O Brasil registrou a criação de 85.888 vagas formais de trabalho em abril de 2026, o pior resultado para o mês desde 2020, segundo dados divulgados nesta quinta-feira, 28 de maio, pelo Ministério do Trabalho e Emprego. O saldo positivo surgiu de 2.268.655 admissões e 2.182.767 desligamentos ao longo do mês. O ministro Luiz Marinho e a subsecretária Paula Montagner apresentaram os números e destacaram que o ritmo de contratações perdeu velocidade em relação aos meses anteriores.
Desempenho por setor
O setor de serviços liderou a geração de postos, com 69.601 vagas abertas. A construção civil apareceu em seguida, com 23.525 novas posições, enquanto a indústria registrou 9.256 admissões líquidas. Em contrapartida, o comércio e a agropecuária fecharam vagas, pressionados pelo endividamento das famílias e pela redução do consumo.

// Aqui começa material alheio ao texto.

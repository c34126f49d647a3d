//! Cross-step context accumulator
//!
//! Each step's executor returns a delta of key/value results. Downstream
//! steps read those results through this accumulator, keyed by the step
//! that produced them. A read of data an upstream step never produced
//! (skipped or failed) yields an explicit `MissingUpstream` error so the
//! caller can log the fallback it applies instead of silently defaulting.

use serde_json::{Map, Value};
use std::collections::HashMap;

use crate::catalog::StepId;
use crate::errors::OrchestratorError;

/// Results a step executor hands back to the engine
pub type ContextDelta = Map<String, Value>;

/// Accumulated step results, keyed by producing step
#[derive(Debug, Clone, Default)]
pub struct StepContext {
    data: HashMap<StepId, Map<String, Value>>,
}

impl StepContext {
    pub fn new() -> Self {
        Self::default()
    }

    /// Merge a step's result delta into the accumulator
    pub fn absorb(&mut self, step: StepId, delta: ContextDelta) {
        self.data.entry(step).or_default().extend(delta);
    }

    /// Read one value produced by an upstream step
    pub fn get(&self, step: StepId, key: &str) -> Result<&Value, OrchestratorError> {
        self.data
            .get(&step)
            .and_then(|m| m.get(key))
            .ok_or_else(|| OrchestratorError::MissingUpstream {
                step,
                key: key.to_string(),
            })
    }

    /// Read a string value produced by an upstream step
    pub fn get_str(&self, step: StepId, key: &str) -> Result<&str, OrchestratorError> {
        self.get(step, key)?
            .as_str()
            .ok_or_else(|| OrchestratorError::MissingUpstream {
                step,
                key: key.to_string(),
            })
    }

    /// Read a string value, falling back to a default when the upstream
    /// step never produced it
    pub fn str_or<'a>(&'a self, step: StepId, key: &str, default: &'a str) -> &'a str {
        match self.get_str(step, key) {
            Ok(v) => v,
            Err(_) => default,
        }
    }

    /// Read a boolean value with a fallback default
    pub fn bool_or(&self, step: StepId, key: &str, default: bool) -> bool {
        self.get(step, key)
            .ok()
            .and_then(Value::as_bool)
            .unwrap_or(default)
    }

    /// All data produced by one step, if any
    pub fn for_step(&self, step: StepId) -> Option<&Map<String, Value>> {
        self.data.get(&step)
    }

    /// Flattened copy of the whole accumulator, keyed by step wire id
    pub fn snapshot(&self) -> Map<String, Value> {
        let mut out = Map::new();
        for (step, values) in &self.data {
            out.insert(step.as_str().to_string(), Value::Object(values.clone()));
        }
        out
    }
}

#[cfg(test)]
mod tests {
    use super::*;
    use serde_json::json;

    #[test]
    fn test_absorb_and_get() {
        let mut ctx = StepContext::new();
        let mut delta = Map::new();
        delta.insert("region".to_string(), json!("eu-west"));
        ctx.absorb(StepId::GeolocationDetection, delta);

        assert_eq!(
            ctx.get_str(StepId::GeolocationDetection, "region").unwrap(),
            "eu-west"
        );
    }

    #[test]
    fn test_missing_upstream_is_explicit() {
        let ctx = StepContext::new();
        let err = ctx.get(StepId::SystemDetection, "package_manager").unwrap_err();

        match err {
            OrchestratorError::MissingUpstream { step, key } => {
                assert_eq!(step, StepId::SystemDetection);
                assert_eq!(key, "package_manager");
            }
            other => panic!("unexpected error: {other}"),
        }
    }

    #[test]
    fn test_fallback_defaults() {
        let ctx = StepContext::new();

        assert_eq!(ctx.str_or(StepId::SystemDetection, "package_manager", "apt"), "apt");
        assert!(!ctx.bool_or(StepId::GeolocationDetection, "restricted_network", false));
    }

    #[test]
    fn test_absorb_merges_deltas() {
        let mut ctx = StepContext::new();
        let mut first = Map::new();
        first.insert("os_id".to_string(), json!("ubuntu"));
        let mut second = Map::new();
        second.insert("arch".to_string(), json!("x86_64"));

        ctx.absorb(StepId::SystemDetection, first);
        ctx.absorb(StepId::SystemDetection, second);

        let data = ctx.for_step(StepId::SystemDetection).unwrap();
        assert_eq!(data.len(), 2);
    }
}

Fatores que influenciaram o resultado
O elevado patamar dos juros no país e os efeitos da guerra no Irã foram apontados como principais responsáveis pela desaceleração. O aumento do custo do crédito reduziu a capacidade de contratação de empresas e limitou o consumo no varejo. Ainda assim, os números acumulados no ano seguem positivos, embora em ritmo mais moderado que o observado em 2025.
Perspectivas para 2026
O ministro Luiz Marinho avaliou que o mercado de trabalho deve manter trajetória de expansão até o fim do ano. Ele ressaltou a necessidade de monitorar os efeitos da política monetária e dos conflitos internacionais sobre a atividade econômica. Os dados de abril reforçam a importância de políticas que sustentem o emprego formal nos próximos meses.
Está havendo um processo de diminuição da velocidade de crescimento (das contratações), mas vai continuar crescendo. Creio que vamos ter mais de um milhão de empregos gerados neste ano.